• [^] # Re: Terroriste!?

    Posté par . En réponse à la dépêche Comment des vendeurs essaient de breveter les solutions à des failles de sécurité qui leur sont fournies. Évalué à 7.

    Non, ca s'appelle la majorite.

    Je rappelle quand meme que si cet attachement a l'argent choque beaucoup de personnes, cela devient moins choquant quand sait que c'est ce fric qui va:
    - payer la couverture medicale pas tout le temps fournie par son employeur
    - economiser de l'argent pour financer les etudes des ses enfants (les tarifs aux US ne sont pas les meme qu'en France)
    - preparer sa retraite
    - rembourser son emprunt etudiant (pour ceux qui n'ont pas eu la chance d'avoir des parents qui pouvaient financer leurs etudes)
    - Payer les billets d'avions pour visiter sa famille qui est dans un autre Etat
    - economiser en cas de pepin car les indemnites chomages sont loin d'etre aussi interessantes qu'en France
    - faire un don a son eglise. En plus du cote "croyance", l'eglise offre pas mal d'aide aux personnes agees. Donner maintenant c'est pouvoir recevoir cette aide plus tard sans avoir l'impression d'"abuser". Par aide j'entends des personnes payees par l'eglise pour t'aider a faire tes courses, payer une femme de menage ou une infirmiere. Car bon les maisons de retraites c'est gentil mais c'est encore plus cher qu'en France
    - Aider des personnes dans le besoin comme passer ses WE a construire une maison et participer financierement a l'achat des matieres premieres.

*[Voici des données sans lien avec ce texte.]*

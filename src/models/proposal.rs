//! Proposal models
//!
//! A proposal is a talk submitted by one or more speakers to an event.

use crate::deliberation::{Decision, DeliberationState, DeliberationStatus, SpeakerAnswer};
use crate::error::AppError;
use crate::models::{CfpState, EventType, SpeakerInfo};
use crate::review::ReviewSummary;
use chrono::{DateTime, Utc};
use serde::{Deserialize, Serialize};
use std::str::FromStr;
use uuid::Uuid;
use validator::Validate;

/// Audience level of a talk
#[derive(Debug, Clone, Copy, PartialEq, Eq, Serialize, Deserialize)]
#[serde(rename_all = "SCREAMING_SNAKE_CASE")]
pub enum ProposalLevel {
    Beginner,
    Intermediate,
    Advanced,
}

impl ProposalLevel {
    pub fn as_str(&self) -> &'static str {
        match self {
            ProposalLevel::Beginner => "BEGINNER",
            ProposalLevel::Intermediate => "INTERMEDIATE",
            ProposalLevel::Advanced => "ADVANCED",
        }
    }
}

impl FromStr for ProposalLevel {
    type Err = AppError;

    fn from_str(s: &str) -> Result<Self, Self::Err> {
        match s {
            "BEGINNER" => Ok(ProposalLevel::Beginner),
            "INTERMEDIATE" => Ok(ProposalLevel::Intermediate),
            "ADVANCED" => Ok(ProposalLevel::Advanced),
            other => Err(AppError::BadRequest(format!("Unknown level '{}'", other))),
        }
    }
}

/// A talk proposal submitted to an event
#[derive(Debug, Clone, Serialize, Deserialize)]
#[serde(rename_all = "camelCase")]
pub struct Proposal {
    pub id: Uuid,
    pub event_id: Uuid,
    pub title: String,
    #[serde(rename = "abstract")]
    pub abstract_text: String,
    pub level: Option<ProposalLevel>,
    pub languages: Vec<String>,
    pub references: Option<String>,
    /// Speaker user ids, the submitter first
    pub speakers: Vec<Uuid>,
    #[serde(flatten)]
    pub deliberation: DeliberationState,
    pub created_at: DateTime<Utc>,
    pub updated_at: DateTime<Utc>,
}

impl Proposal {
    pub fn new(event_id: Uuid, speaker_id: Uuid, request: SubmitProposalRequest) -> Self {
        let now = Utc::now();
        Self {
            id: Uuid::new_v4(),
            event_id,
            title: request.title.trim().to_string(),
            abstract_text: request.abstract_text.trim().to_string(),
            level: request.level,
            languages: request.languages,
            references: request.references,
            speakers: vec![speaker_id],
            deliberation: DeliberationState::default(),
            created_at: now,
            updated_at: now,
        }
    }

    pub fn is_speaker(&self, user_id: Uuid) -> bool {
        self.speakers.contains(&user_id)
    }

    /// Apply a speaker edit. Absent fields are left unchanged.
    pub fn apply(&mut self, update: UpdateProposalRequest) {
        if let Some(title) = update.title {
            self.title = title.trim().to_string();
        }
        if let Some(abstract_text) = update.abstract_text {
            self.abstract_text = abstract_text.trim().to_string();
        }
        if let Some(level) = update.level {
            self.level = Some(level);
        }
        if let Some(languages) = update.languages {
            self.languages = languages;
        }
        if let Some(references) = update.references {
            self.references = Some(references);
        }
        self.updated_at = Utc::now();
    }
}

/// Request to submit a proposal
#[derive(Debug, Clone, Deserialize, Validate)]
#[serde(rename_all = "camelCase")]
pub struct SubmitProposalRequest {
    #[validate(length(min = 1, max = 255, message = "Title must be between 1 and 255 characters"))]
    pub title: String,
    #[serde(rename = "abstract")]
    #[validate(length(min = 1, max = 5000, message = "Abstract must be between 1 and 5000 characters"))]
    pub abstract_text: String,
    pub level: Option<ProposalLevel>,
    #[serde(default)]
    pub languages: Vec<String>,
    #[validate(length(max = 5000, message = "References are too long"))]
    pub references: Option<String>,
}

/// Request to edit a proposal
#[derive(Debug, Default, Deserialize, Validate)]
#[serde(rename_all = "camelCase")]
pub struct UpdateProposalRequest {
    #[validate(length(min = 1, max = 255, message = "Title must be between 1 and 255 characters"))]
    pub title: Option<String>,
    #[serde(rename = "abstract")]
    #[validate(length(min = 1, max = 5000, message = "Abstract must be between 1 and 5000 characters"))]
    pub abstract_text: Option<String>,
    pub level: Option<ProposalLevel>,
    pub languages: Option<Vec<String>>,
    #[validate(length(max = 5000, message = "References are too long"))]
    pub references: Option<String>,
}

/// Organizer decision
#[derive(Debug, Deserialize)]
#[serde(rename_all = "camelCase")]
pub struct DeliberationRequest {
    pub status: Decision,
}

/// Publication of every decided proposal of one outcome
#[derive(Debug, Deserialize)]
#[serde(rename_all = "camelCase")]
pub struct PublicationRequest {
    pub outcome: Decision,
    #[serde(default = "default_true")]
    pub send_email: bool,
}

fn default_true() -> bool {
    true
}

/// Result of a publication
#[derive(Debug, Serialize, PartialEq)]
#[serde(rename_all = "camelCase")]
pub struct PublicationResult {
    pub published: usize,
    pub emails_queued: usize,
}

/// Speaker answer
#[derive(Debug, Deserialize)]
#[serde(rename_all = "camelCase")]
pub struct ConfirmationRequest {
    pub answer: SpeakerAnswer,
}

/// Status filter of the organizer proposal list
#[derive(Debug, Clone, Copy, PartialEq, Eq, Deserialize)]
#[serde(rename_all = "kebab-case")]
pub enum StatusFilter {
    Pending,
    Accepted,
    Rejected,
    /// Accepted and published, speaker has not answered yet
    NotAnswered,
    Confirmed,
    Declined,
}

/// Filter on the caller's own ratings
#[derive(Debug, Clone, Copy, PartialEq, Eq, Deserialize)]
#[serde(rename_all = "kebab-case")]
pub enum ReviewFilter {
    Reviewed,
    NotReviewed,
}

/// Sort order of the organizer proposal list
#[derive(Debug, Clone, Copy, PartialEq, Eq, Deserialize, Default)]
#[serde(rename_all = "kebab-case")]
pub enum SortOrder {
    #[default]
    Newest,
    Oldest,
    Highest,
    Lowest,
}

/// Query string of the organizer proposal list
#[derive(Debug, Default, Deserialize)]
#[serde(rename_all = "camelCase")]
pub struct ProposalListQuery {
    pub status: Option<StatusFilter>,
    pub query: Option<String>,
    pub reviews: Option<ReviewFilter>,
    #[serde(default)]
    pub sort: SortOrder,
    pub page: Option<usize>,
    pub per_page: Option<usize>,
}

/// The caller's own rating, as shown in listings
#[derive(Debug, Clone, Serialize, PartialEq)]
#[serde(rename_all = "camelCase")]
pub struct OwnRating {
    pub feeling: crate::models::Feeling,
    pub score: Option<i32>,
}

/// Organizer listing entry
#[derive(Debug, Serialize)]
#[serde(rename_all = "camelCase")]
pub struct ProposalSummary {
    pub id: Uuid,
    pub title: String,
    #[serde(flatten)]
    pub deliberation: DeliberationState,
    /// Empty when the event hides speakers from reviewers
    pub speakers: Vec<SpeakerInfo>,
    /// `None` when the event hides ratings from the caller
    pub reviews: Option<ReviewSummary>,
    pub my_review: Option<OwnRating>,
    pub created_at: DateTime<Utc>,
}

/// A page of the organizer listing
#[derive(Debug, Serialize)]
#[serde(rename_all = "camelCase")]
pub struct ProposalPage {
    pub proposals: Vec<ProposalSummary>,
    pub total: usize,
    pub page: usize,
    pub per_page: usize,
}

/// Speaker-side view of a proposal
#[derive(Debug, Serialize)]
#[serde(rename_all = "camelCase")]
pub struct SpeakerProposal {
    #[serde(flatten)]
    pub proposal: Proposal,
    pub event_slug: String,
    pub event_name: String,
}

/// Entry of the speaker notification feed
#[derive(Debug, Serialize, PartialEq)]
#[serde(rename_all = "camelCase")]
pub struct SpeakerNotification {
    pub kind: NotificationKind,
    pub proposal_id: Uuid,
    pub proposal_title: String,
    pub event_slug: String,
    pub event_name: String,
    pub date: DateTime<Utc>,
}

#[derive(Debug, Clone, Copy, Serialize, PartialEq, Eq)]
#[serde(rename_all = "SCREAMING_SNAKE_CASE")]
pub enum NotificationKind {
    /// Accepted and published, waiting for the speaker's answer
    AcceptedProposal,
}

/// Query string of the export endpoint
#[derive(Debug, Default, Deserialize)]
pub struct ExportQuery {
    pub key: Option<String>,
    pub status: Option<DeliberationStatus>,
}

/// Proposal as exported to third-party tools
#[derive(Debug, Serialize)]
#[serde(rename_all = "camelCase")]
pub struct ExportedProposal {
    pub id: Uuid,
    pub title: String,
    #[serde(rename = "abstract")]
    pub abstract_text: String,
    pub level: Option<ProposalLevel>,
    pub languages: Vec<String>,
    #[serde(flatten)]
    pub deliberation: DeliberationState,
    pub speakers: Vec<SpeakerInfo>,
    pub reviews: ReviewSummary,
}

/// Payload of the export endpoint
#[derive(Debug, Serialize)]
#[serde(rename_all = "camelCase")]
pub struct EventExport {
    pub name: String,
    pub slug: String,
    #[serde(rename = "type")]
    pub event_type: EventType,
    pub cfp_state: CfpState,
    pub proposals: Vec<ExportedProposal>,
}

    On peut evidement blamer le systeme qui les entoure et qui les encourage a faire ainsi. Mais c'est une autre histoire. Il est interessant de savoir aussi que la quasi majorite de ceux que je connais et qui ont 2 voir 3 emplois preferent travailler ainsi plutot que d'imaginer un systeme a la Francaise. "C'est bien beau mais le gouvernement US a prouve dans le passe son incapacite a gerer correctement les fonds visant a etre redistribue a la population. Au moins la je suis sur de ce que j'ai". Ce a quoi je me suis retrouve rapidement a court d'arguments.